Records from a collection
★ ★ ★ ★
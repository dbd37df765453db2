use crate::auth::{CredentialAuthority, StaticAuthority};
use crate::cli::CommandLineArgs;
use crate::error::EquipStatError;
use crate::report::{ReportRenderer, TextReportRenderer};
use crate::resource_manager::ResourceManager;
use crate::retention::{EnvelopeBackend, MemoryBackend, RetentionStore, SledBackend};

use std::sync::Arc;
use std::time::Duration;

use expanduser::expanduser;

/// Shared application state passed to each request handler.
#[derive(Debug)]
pub struct AppState {
    /// Command line arguments.
    pub args: CommandLineArgs,

    /// Resource manager.
    pub resource_manager: ResourceManager,

    /// Retained upload summaries.
    pub store: RetentionStore,

    /// Issuer and verifier of tokens.
    pub authority: Box<dyn CredentialAuthority>,

    /// Report document renderer.
    pub renderer: Box<dyn ReportRenderer>,
}

impl AppState {
    /// Create and return an [AppState].
    ///
    /// Opens the persistent store in `args.data_dir` if set, otherwise keeps summaries in memory.
    pub fn new(args: &CommandLineArgs) -> Result<Self, EquipStatError> {
        let backend: Box<dyn EnvelopeBackend> = match &args.data_dir {
            Some(data_dir) => {
                let path = expanduser(data_dir).map_err(EquipStatError::storage)?;
                tracing::info!("Persisting summaries in {}", path.display());
                Box::new(SledBackend::open(path)?)
            }
            None => Box::new(MemoryBackend::new()),
        };
        let store = RetentionStore::open(backend, args.retention_capacity)?;
        if args.users.is_empty() {
            tracing::warn!("No users configured, nobody can log in");
        }
        let authority = StaticAuthority::new(
            args.users.iter().cloned(),
            Duration::from_secs(args.access_token_ttl),
            Duration::from_secs(args.refresh_token_ttl),
        );
        Ok(Self::with_parts(
            args,
            store,
            Box::new(authority),
            Box::new(TextReportRenderer),
        ))
    }

    /// Create an [AppState] from its collaborators.
    pub fn with_parts(
        args: &CommandLineArgs,
        store: RetentionStore,
        authority: Box<dyn CredentialAuthority>,
        renderer: Box<dyn ReportRenderer>,
    ) -> Self {
        let task_limit = args
            .thread_limit
            .or_else(|| Some(num_cpus::get().saturating_sub(1).max(1)));
        let resource_manager = ResourceManager::new(args.memory_limit, task_limit);
        Self {
            args: args.clone(),
            resource_manager,
            store,
            authority,
            renderer,
        }
    }
}

/// AppState wrapped in an Atomic Reference Count (Arc) to allow multiple references.
pub type SharedAppState = Arc<AppState>;
//! This file defines the equipstat binary entry point.

use equipstat::app;
use equipstat::cli;
use equipstat::metrics;
use equipstat::server;
use equipstat::tracing;

use std::process::ExitCode;

/// Application entry point
#[tokio::main]
async fn main() -> ExitCode {
    let args = cli::parse();
    tracing::init_tracing();
    if let Err(err) = metrics::register_metrics() {
        ::tracing::error!("failed to register metrics: {}", err);
        return ExitCode::FAILURE;
    }
    if args.use_rayon {
        if let Some(threads) = args.thread_limit {
            if let Err(err) = rayon::ThreadPoolBuilder::new()
                .num_threads(threads)
                .build_global()
            {
                ::tracing::error!("failed to configure the Rayon thread pool: {}", err);
                return ExitCode::FAILURE;
            }
        }
    }
    let service = match app::init(&args) {
        Ok(service) => service,
        Err(err) => {
            ::tracing::error!("failed to initialise: {}", err);
            return ExitCode::FAILURE;
        }
    };
    match server::serve(&args, service).await {
        Ok(()) => ExitCode::SUCCESS,
        Err(err) => {
            ::tracing::error!("server failed: {}", err);
            ExitCode::FAILURE
        }
    }
}
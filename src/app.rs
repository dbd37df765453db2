//! HTTP API: router, handlers and bearer token authentication.

use crate::app_state::{AppState, SharedAppState};
use crate::error::EquipStatError;
use crate::ingest;
use crate::metrics;
use crate::models::{
    AggregateEnvelope, EnvelopeSummary, HistoryQuery, LoginRequest, RefreshRequest, TokenPair,
};
use crate::report;
use crate::table;
use crate::validated_json::{ValidatedJson, ValidatedQuery};

use std::sync::Arc;

use axum::{
    body::Body,
    extract::{multipart::MultipartRejection, DefaultBodyLimit, Multipart, Path, State},
    http::{header, Request, StatusCode},
    middleware::{self, Next},
    response::{IntoResponse, Response},
    routing::{get, post},
    Json, Router,
};
use tower::Layer;
use tower_http::normalize_path::{NormalizePath, NormalizePathLayer};
use tower_http::trace::TraceLayer;

/// Name of the multipart form field carrying the uploaded CSV file.
const UPLOAD_FIELD: &str = "file";

/// `axum` service type. Trailing slashes are removed from request paths before routing.
pub type Service = NormalizePath<Router>;

/// Returns an [axum::Router] for the equipstat API
///
/// The router is populated with all routes as well as the following middleware:
///
/// * a [tower_http::trace::TraceLayer] for tracing requests and responses, feeding the request
///   and response metrics
/// * a bearer token check on every dataset route
/// * a limit on the size of request bodies
///
/// # Arguments
///
/// * `state`: Shared application state
pub fn router(state: SharedAppState) -> Router {
    let datasets = Router::new()
        .route("/upload", post(upload))
        .route("/history", get(history))
        .route("/datasets/:id", get(dataset))
        .route("/datasets/:id/report", get(dataset_report))
        .route("/datasets/:id/report.pdf", get(dataset_report))
        .route_layer(middleware::from_fn_with_state(state.clone(), authenticate));

    Router::new()
        .route("/.well-known/equipstat-schema", get(schema))
        .route("/metrics", get(metrics::metrics_handler))
        .route("/api/token", post(token))
        .route("/api/token/refresh", post(token_refresh))
        .merge(datasets)
        .layer(DefaultBodyLimit::max(state.args.max_upload_size))
        .layer(
            TraceLayer::new_for_http()
                .on_request(metrics::request_counter)
                .on_response(metrics::record_response_metrics),
        )
        .with_state(state)
}

/// Returns an [axum::Router] for the equipstat API, wrapped to normalise request paths.
pub fn service(state: SharedAppState) -> Service {
    NormalizePathLayer::trim_trailing_slash().layer(router(state))
}

/// Create the application state and return the service built on it.
///
/// # Arguments
///
/// * `args`: Command line arguments
pub fn init(args: &crate::cli::CommandLineArgs) -> Result<Service, EquipStatError> {
    let state = AppState::new(args)?;
    Ok(service(Arc::new(state)))
}

/// Reject requests without a valid bearer access token.
async fn authenticate(
    State(state): State<SharedAppState>,
    request: Request<Body>,
    next: Next<Body>,
) -> Result<Response, EquipStatError> {
    let token = request
        .headers()
        .get(header::AUTHORIZATION)
        .and_then(|value| value.to_str().ok())
        .and_then(|value| value.strip_prefix("Bearer "))
        .map(|token| token.trim().to_string())
        .ok_or(EquipStatError::Unauthorized)?;
    let username = state.authority.verify(&token).await?;
    tracing::debug!(username = %username, "Authenticated request");
    Ok(next.run(request).await)
}

async fn schema() -> &'static str {
    "equipstat: upload equipment sensor CSV tables to /upload and read summaries of the most \
     recent uploads from /history and /datasets/:id"
}

/// Log in with a username and password.
async fn token(
    State(state): State<SharedAppState>,
    ValidatedJson(login): ValidatedJson<LoginRequest>,
) -> Result<Json<TokenPair>, EquipStatError> {
    let pair = state.authority.issue(&login.username, &login.password).await?;
    Ok(Json(pair))
}

/// Exchange a refresh token for a new token pair.
async fn token_refresh(
    State(state): State<SharedAppState>,
    ValidatedJson(request): ValidatedJson<RefreshRequest>,
) -> Result<Json<TokenPair>, EquipStatError> {
    let pair = state.authority.refresh(&request.refresh).await?;
    Ok(Json(pair))
}

/// Read the uploaded file from a multipart form.
async fn read_upload(multipart: &mut Multipart) -> Result<bytes::Bytes, EquipStatError> {
    while let Some(field) = multipart.next_field().await? {
        if field.name() == Some(UPLOAD_FIELD) {
            return Ok(field.bytes().await?);
        }
    }
    Err(EquipStatError::UploadMissing)
}

/// Parse and summarise an uploaded CSV table.
fn summarise(data: &[u8]) -> Result<EnvelopeSummary, EquipStatError> {
    let rows = table::parse_csv(data)?;
    ingest::build(&rows)
}

/// Summarise an uploaded CSV table and retain the summary.
///
/// Nothing is retained if the table cannot be summarised.
#[tracing::instrument(level = "DEBUG", skip(state, multipart))]
async fn upload(
    State(state): State<SharedAppState>,
    multipart: Result<Multipart, MultipartRejection>,
) -> Result<(StatusCode, Json<AggregateEnvelope>), EquipStatError> {
    let mut multipart = multipart?;
    let data = read_upload(&mut multipart).await?;
    let _memory_permit = state.resource_manager.memory(data.len()).await?;
    let _task_permit = state.resource_manager.task().await?;
    let summary = if state.args.use_rayon {
        tokio_rayon::spawn(move || summarise(&data)).await?
    } else {
        summarise(&data)?
    };
    let envelope = state.store.append(summary).await?;
    Ok((StatusCode::CREATED, Json(envelope)))
}

/// List retained summaries, most recent first.
async fn history(
    State(state): State<SharedAppState>,
    ValidatedQuery(query): ValidatedQuery<HistoryQuery>,
) -> Json<Vec<AggregateEnvelope>> {
    let limit = query.limit.unwrap_or(state.store.capacity().get());
    Json(state.store.list(limit).await)
}

async fn dataset(
    State(state): State<SharedAppState>,
    Path(id): Path<u64>,
) -> Result<Json<AggregateEnvelope>, EquipStatError> {
    Ok(Json(state.store.get(id).await?))
}

/// Render the report document of a retained summary.
async fn dataset_report(
    State(state): State<SharedAppState>,
    Path(id): Path<u64>,
) -> Result<Response, EquipStatError> {
    let envelope = state.store.get(id).await?;
    let document = state.renderer.render(&report::project(&envelope))?;
    Ok((
        [
            (header::CONTENT_TYPE, state.renderer.content_type().to_string()),
            (
                header::CONTENT_DISPOSITION,
                format!("attachment; filename=\"{}\"", state.renderer.file_name(id)),
            ),
        ],
        document,
    )
        .into_response())
}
★ ★ ★ ★
Among the lines above, return each one holding the string "MemoryBackend".

OUTPUT FOR THIS TASK
use crate::retention::{EnvelopeBackend, MemoryBackend, RetentionStore, SledBackend};
            None => Box::new(MemoryBackend::new()),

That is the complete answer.